If you've read the previous posts in our blog series, you might be recognizing that there are serious threats being sent to your employee's inboxes on a daily basis. If we've scared you, we're sorry, but that's our job! For us to help clients with their security needs, we need to work with people who understand the realities of the modern workplace. Moving forward, we want to discuss the ways you can be proactive and make moves that will protect you from these dangers we have discussed.

Training exercises that tell a compelling story and put the trainee in the position of somebody who has been targeted, such as a company’s controller, engage all the senses by making the trainee choose the best course of action in response to a suspicious email. When he has the opportunity to select the wrong response to an attack, “that employee definitely has an ‘Aha!’ moment because a big screw-up caused major problems” for his organization, says Kevin Mitnick, chief hacking officer for IT security company KnowBe4, provider of new-school security awareness training.

These exercises teach employees to carefully check all the details in an email for telltale signs of potentially malicious content: a “From” address with a misspelling, a hyperlink that when you pass your cursor over it reveals the actual URL destination you will be taken to (and that will infect your computer), and the suggestion of negative consequences if an action isn’t taken quickly and before confirming the email’s veracity.

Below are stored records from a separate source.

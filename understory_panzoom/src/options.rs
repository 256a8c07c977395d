// Copyright 2025 the Understory Authors
// SPDX-License-Identifier: Apache-2.0 OR MIT

use alloc::string::String;
use core::time::Duration;

use understory_panzoom_geometry::{BoundsMode, Config, ZoomLevel};

use crate::error::PanZoomError;
use crate::surface::SurfaceRole;

/// User-supplied options, merged over [`Config::default`] by
/// [`PanZoomOptions::resolve`].
///
/// Every field is optional. Field names deserialize in camelCase, so the
/// options can be read from JSON-shaped host configuration:
///
/// ```rust
/// use understory_panzoom::{BoundsMode, PanZoomOptions};
///
/// let options: PanZoomOptions = serde_json::from_str(
///     r##"{ "viewport": "#viewer", "content": "#image", "bounds": "cover", "maxZoom": 4 }"##,
/// )
/// .unwrap();
/// let config = options.resolve();
/// assert_eq!(config.bounds, BoundsMode::Cover);
/// assert_eq!(config.max_zoom, 4.0);
/// ```
#[derive(Clone, Debug, Default, PartialEq, serde::Deserialize)]
#[serde(rename_all = "camelCase", default)]
pub struct PanZoomOptions {
    /// Identifier of the viewport surface.
    pub viewport: Option<String>,
    /// Identifier of the content surface.
    pub content: Option<String>,
    /// Bounds policy.
    pub bounds: Option<BoundsMode>,
    /// Minimum zoom factor.
    pub min_zoom: Option<f64>,
    /// Maximum zoom factor.
    pub max_zoom: Option<f64>,
    /// Pan step in percent.
    pub pan_step: Option<f64>,
    /// Zoom step in percent.
    pub zoom_step: Option<f64>,
    /// Wheel zoom sensitivity.
    pub zoom_speed_wheel: Option<f64>,
    /// Pinch zoom sensitivity.
    pub zoom_speed_pinch: Option<f64>,
    /// Initial zoom, numeric or `"contain"`/`"cover"`.
    pub initial_zoom: Option<ZoomLevel>,
    /// Initial horizontal pan in percent.
    pub initial_pan_x: Option<f64>,
    /// Initial vertical pan in percent.
    pub initial_pan_y: Option<f64>,
    /// Center the content when no initial pan is given.
    pub center: Option<bool>,
    /// Transition duration in milliseconds.
    pub transition_speed: Option<u64>,
}

impl PanZoomOptions {
    /// Options naming the two surfaces, everything else defaulted.
    pub fn new(viewport: impl Into<String>, content: impl Into<String>) -> Self {
        Self {
            viewport: Some(viewport.into()),
            content: Some(content.into()),
            ..Self::default()
        }
    }

    /// Returns the viewport and content identifiers.
    ///
    /// Absent and empty identifiers are reported as
    /// [`PanZoomError::MissingSurface`].
    pub fn surface_ids(&self) -> Result<(&str, &str), PanZoomError> {
        Ok((
            surface_id(self.viewport.as_deref(), SurfaceRole::Viewport)?,
            surface_id(self.content.as_deref(), SurfaceRole::Content)?,
        ))
    }

    /// Merges these options over the defaults.
    ///
    /// Zoom limits are normalized so that `min_zoom <= max_zoom`. Speeds,
    /// steps and numeric initial zooms that are not finite and positive fall
    /// back to their defaults, as do non-finite initial pans.
    pub fn resolve(&self) -> Config {
        let mut config = Config::default();
        if let Some(bounds) = self.bounds {
            config.bounds = bounds;
        }
        config.set_zoom_limits(
            self.min_zoom.unwrap_or(config.min_zoom),
            self.max_zoom.unwrap_or(config.max_zoom),
        );
        config.pan_step = positive_or(self.pan_step, config.pan_step);
        config.zoom_step = positive_or(self.zoom_step, config.zoom_step);
        config.zoom_speed_wheel = positive_or(self.zoom_speed_wheel, config.zoom_speed_wheel);
        config.zoom_speed_pinch = positive_or(self.zoom_speed_pinch, config.zoom_speed_pinch);
        match self.initial_zoom {
            Some(ZoomLevel::Value(zoom)) if zoom.is_finite() && zoom > 0.0 => {
                config.initial_zoom = ZoomLevel::Value(zoom);
            }
            Some(level @ ZoomLevel::Fit(_)) => config.initial_zoom = level,
            _ => {}
        }
        config.initial_pan_x = self.initial_pan_x.filter(|x| x.is_finite());
        config.initial_pan_y = self.initial_pan_y.filter(|y| y.is_finite());
        if let Some(center) = self.center {
            config.center = center;
        }
        if let Some(ms) = self.transition_speed {
            config.transition = Duration::from_millis(ms);
        }
        config
    }
}

fn surface_id(id: Option<&str>, role: SurfaceRole) -> Result<&str, PanZoomError> {
    match id {
        Some(id) if !id.is_empty() => Ok(id),
        _ => Err(PanZoomError::MissingSurface(role)),
    }
}

fn positive_or(value: Option<f64>, fallback: f64) -> f64 {
    match value {
        Some(value) if value.is_finite() && value > 0.0 => value,
        _ => fallback,
    }
}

While the signs might not always be this obvious, the signs of danger become much more clear with proper training and a heads up attitude!

Learning that dangerous emails often appear to come from reputable organizations or from someone you know and trust within your own organization drives home the lesson: think before you click. Making training interactive ensures it takes deeper root in an employee’s mind.

The ultimate goal of simulated phishing attacks is to train people’s reflexes so they learn the optimal response to such emails. “This is like learning how to catch a ball or to do any complex move that the human body might want to do, but this is doing it mentally,” says Perry Carpenter, chief evangelist and strategy officer at KnowBe4. “That means putting somebody in the situation where they’re having to make that decision and use that behavior that we actually want somebody to have embedded over and over again so it becomes something that doesn’t feel uncommon or different from their normal decision-making, but is integrated with and will just naturally become their pattern of habit.

Security education should start with phishing emails that use a method that is very easy to detect, and then gradually escalate to more challenging simulated attacks in order to fully inoculate employees against all kinds of phishing attacks. This will help them understand how persistent bad guys are in sending increasingly sophisticated attacks until they can trick somebody.

The idea is to repeat variations of the exercise continuously so a trainee has a chance to fail in a safe environment and be redirected to a form of corrective behavior, Carpenter says. “Even more important is to have multiple successes, multiple times to show themselves that they know how to detect a phish and report it so they have that behavior ingrained within the way that they do business every day.”